Poussée de fièvre printanière

"Les nuits blanches" de Fédor Dostoïevski51PN1KDZ2SL__SL160_AA115_
4 1/2 étoiles

Actes Sud/Babel, 1992, 102 pages, isbn 9782868698315

(traduit du Russe par André Markowicz)

Le printemps s'installe à Petersbourg, et tous les Petersbourgeois qui le peuvent quittent la ville pour les datchas des environs, laissant leurs concitoyens moins bien lotis à la solitude de la cité désertée.

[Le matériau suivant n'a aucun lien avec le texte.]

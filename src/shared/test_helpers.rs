use std::sync::Arc;

use axum::Router;
use jsonwebtoken::{encode, Algorithm, EncodingKey, Header};
use std::time::Duration;
use uuid::Uuid;

use crate::core::router::api_router;
use crate::features::auth::model::Claims;
use crate::features::auth::JwtValidator;
use crate::features::shops::repositories::memory_shop_repository::MemoryShopRepository;
use crate::features::shops::ShopService;

pub const TEST_JWT_SECRET: &str = "test-secret-for-shop-directory";

/// Sign a one-hour access token with the test secret
pub fn issue_token(user_id: Uuid, role: Option<&str>) -> String {
    let claims = Claims {
        user_id: user_id.to_string(),
        role: role.map(str::to_string),
        exp: (chrono::Utc::now().timestamp() + 3600) as u64,
    };
    encode(
        &Header::new(Algorithm::HS256),
        &claims,
        &EncodingKey::from_secret(TEST_JWT_SECRET.as_bytes()),
    )
    .unwrap()
}

/// Full API router backed by the given in-memory repository
pub fn test_app(repo: Arc<MemoryShopRepository>) -> Router {
    let service = Arc::new(ShopService::new(repo));
    let validator = Arc::new(JwtValidator::new(TEST_JWT_SECRET, Duration::from_secs(0)));
    api_router(service, validator)
}
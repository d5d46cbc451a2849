mod catalog;
mod review;
mod shop;

pub use catalog::{
    AvailabilityWindow, Category, Design, ProductDetail, ProductFilter, ServiceDetail,
    ServiceFilter, ServicePreview, ServiceTranslation, ShopAddress, SubCategory, Tag,
};
pub use review::{NewReview, RatingBucket, ReviewAuthor, ReviewWithAuthor};
pub use shop::{
    CreateShop, NewShop, OwnerProfile, OwnerShopFilter, OwnerSnippet, Shop, ShopAggregate,
    ShopSearch, ShopSearchHit, ShopStatusFilter, ShopSummary, ShopUpdate, ShopWithOwner,
};
mod shop_service;
pub mod slug;
pub mod stats;

pub use shop_service::{ShopReviews, ShopService};
pub use stats::{compute_shop_stats, RatingSource, ShopStats};
use serde::{Deserialize, Deserializer, Serialize};
use utoipa::ToSchema;

use crate::shared::constants::{MAX_PAGE, MAX_PAGE_SIZE};

#[derive(Debug, Serialize, Deserialize, ToSchema)]
pub struct ApiResponse<T> {
    pub success: bool,
    pub data: Option<T>,
    pub message: Option<String>,
    pub meta: Option<Meta>,
    pub errors: Option<Vec<String>>,
}

/// Pagination block attached to list responses
#[derive(Debug, Clone, Copy, PartialEq, Eq, Serialize, Deserialize, ToSchema)]
pub struct Meta {
    pub page: i64,
    pub limit: i64,
    pub total: i64,
    pub pages: i64,
}

// =============================================================================
// PAGINATION
// =============================================================================

/// Resolved page window for list queries (1-indexed page, clamped limit).
#[derive(Debug, Clone, Copy, PartialEq, Eq)]
pub struct PageRequest {
    pub page: i64,
    pub limit: i64,
}

impl PageRequest {
    /// Resolve raw query values, falling back to the endpoint's default limit
    pub fn new(page: Option<i64>, limit: Option<i64>, default_limit: i64) -> Self {
        Self {
            page: page.unwrap_or(1).clamp(1, MAX_PAGE),
            limit: limit.unwrap_or(default_limit).clamp(1, MAX_PAGE_SIZE),
        }
    }

    /// Calculate SQL OFFSET from page number
    pub fn offset(&self) -> i64 {
        (self.page - 1).saturating_mul(self.limit)
    }

    /// Build the response meta for a query that matched `total` rows
    pub fn meta(&self, total: i64) -> Meta {
        Meta {
            page: self.page,
            limit: self.limit,
            total,
            pages: (total + self.limit - 1) / self.limit,
        }
    }
}

impl<T> ApiResponse<T> {
    pub fn success(data: Option<T>, message: Option<String>, meta: Option<Meta>) -> Self {
        Self {
            success: true,
            data,
            message,
            meta,
            errors: None,
        }
    }

    pub fn error(message: Option<String>, errors: Option<Vec<String>>) -> ApiResponse<()> {
        ApiResponse {
            success: false,
            data: None,
            message,
            meta: None,
            errors,
        }
    }
}

/// Deserialize a field that distinguishes "absent" from "explicitly null".
///
/// Use together with `#[serde(default)]`: absent keys stay `None`, `null`
/// becomes `Some(None)` and a value becomes `Some(Some(v))`.
pub fn double_option<'de, T, D>(deserializer: D) -> Result<Option<Option<T>>, D::Error>
where
    T: Deserialize<'de>,
    D: Deserializer<'de>,
{
    Option::<T>::deserialize(deserializer).map(Some)
}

C'est justement l'un de ces modestes fonctionnaires, irrémédiablement coincés en ville, que nous allons accompagner ici, tout au long de quatre belles nuits printanières. Un jeune homme solitaire à l'extrême, un rêveur qui ne trouve pas sa place dans la société des hommes, et qui par une claire nuit de printemps petersbourgeois, vole au secours d'une jeune fille poursuivie par un importun. La suite est prévisible: ils se parlent, elle l'émeut, il en tombe raide amoureux alors qu'elle en aime un autre... Et le conte de fée se révèle finalement cruel, très cruel. Tandis que la question faussement naïve que l'auteur avait posée d'entrée - "Est-il possible que, sous un ciel pareil, vivent toutes sortes de gens méchants et capricieux?" (p. 9) - débouche sur une vision du monde et des hommes qui qui n'a plus rien de naïf mais se révèle bien plutôt sombre et amère, et que la lecture de Michel del Castillo, proposée à la suite du texte de Dostoïevski, met admirablement en lumière.

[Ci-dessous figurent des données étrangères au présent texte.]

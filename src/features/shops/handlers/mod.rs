mod public_handler;
mod review_handler;
mod shop_handler;

pub use public_handler::*;
pub use review_handler::*;
pub use shop_handler::*;
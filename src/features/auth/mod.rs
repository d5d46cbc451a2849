mod validator;

pub mod model;

pub use validator::JwtValidator;
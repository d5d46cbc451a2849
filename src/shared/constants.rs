/// Default page size for public shop listings (services, products, reviews, search)
pub const DEFAULT_PAGE_SIZE: i64 = 10;

/// Default page size for the provider's own shop list
pub const PROVIDER_PAGE_SIZE: i64 = 20;

/// Maximum page size allowed
pub const MAX_PAGE_SIZE: i64 = 100;

/// Highest page number accepted; keeps `(page - 1) * limit` within `i64`
pub const MAX_PAGE: i64 = i64::MAX / MAX_PAGE_SIZE;

// =============================================================================
// SLUG CONSTANTS
// =============================================================================

/// Shortest slug accepted for lookups and uniqueness checks
pub const MIN_SLUG_LEN: usize = 2;

/// Longest slug accepted for lookups
pub const MAX_SLUG_LEN: usize = 100;

/// Candidates tried by the uniqueness search (`base`, `base-1` .. `base-999`)
pub const MAX_SLUG_ATTEMPTS: u32 = 1000;

/// Longest derived base slug; leaves room for the `-999` suffix
pub const MAX_BASE_SLUG_LEN: usize = MAX_SLUG_LEN - 4;

/// Writes retried when the store rejects a slug that another writer just took
pub const MAX_SLUG_WRITE_ATTEMPTS: u32 = 5;

// =============================================================================
// SHOP PRESENTATION
// =============================================================================

/// Reviews embedded in the public shop page
pub const PUBLIC_REVIEW_PREVIEW: usize = 10;

/// Services embedded in each search hit
pub const SEARCH_SERVICE_PREVIEW: i64 = 3;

Que dire de plus? Sinon que ce texte d'un jeune Dostoïevski, d'avant la condamnation à mort et le bagne, annonce déjà les ombres et les failles qu'exploreront ses grands romans. Que c'est un texte magnifique dans sa joie fébrile et son amertume. Et qu'il faut vraiment le lire!

Extrait:

"Il est on ne sait quoi d'indiciblement touchant dans notre nature de Petersbourg quand, au début du printemps, elle affirme soudain sa puissance, toutes ces forces que lui donne le ciel, se couvre de duvet, se pare, se bariole de fleurs... C'est comme sans le vouloir qu'elle me rappelle la jeune fille, maladive et fanée, que vous observez parfois avec regret, parfois avec une sorte d'amour compassionnel, ou que, parfois, vous ne remarquez même pas et qui, soudain, en un instant, comme sans faire exprès, se montre belle, mais indiciblement, merveilleusement belle, et vous, sidéré, ébloui, vous vous demandez sans le vouloir: Quelle force fait briller d'un tel feu ces yeux méditatifs et tristes? d'où vient le sang qui irrigue ces joues pâles et creusées? qu'est-ce qui inonde de passion les tendres traits de ce visage? pourquoi cette poitrine se soulève-t-elle ainsi? qu'est-ce donc qui a soudain suscité cette force, cette vie, cette beauté dans le visage de cette jeune fille, qu'est-ce qui l'a fait briller de ce sourire, se vivifier d'un rire aussi éblouissant, étincelant?..." (p. 14)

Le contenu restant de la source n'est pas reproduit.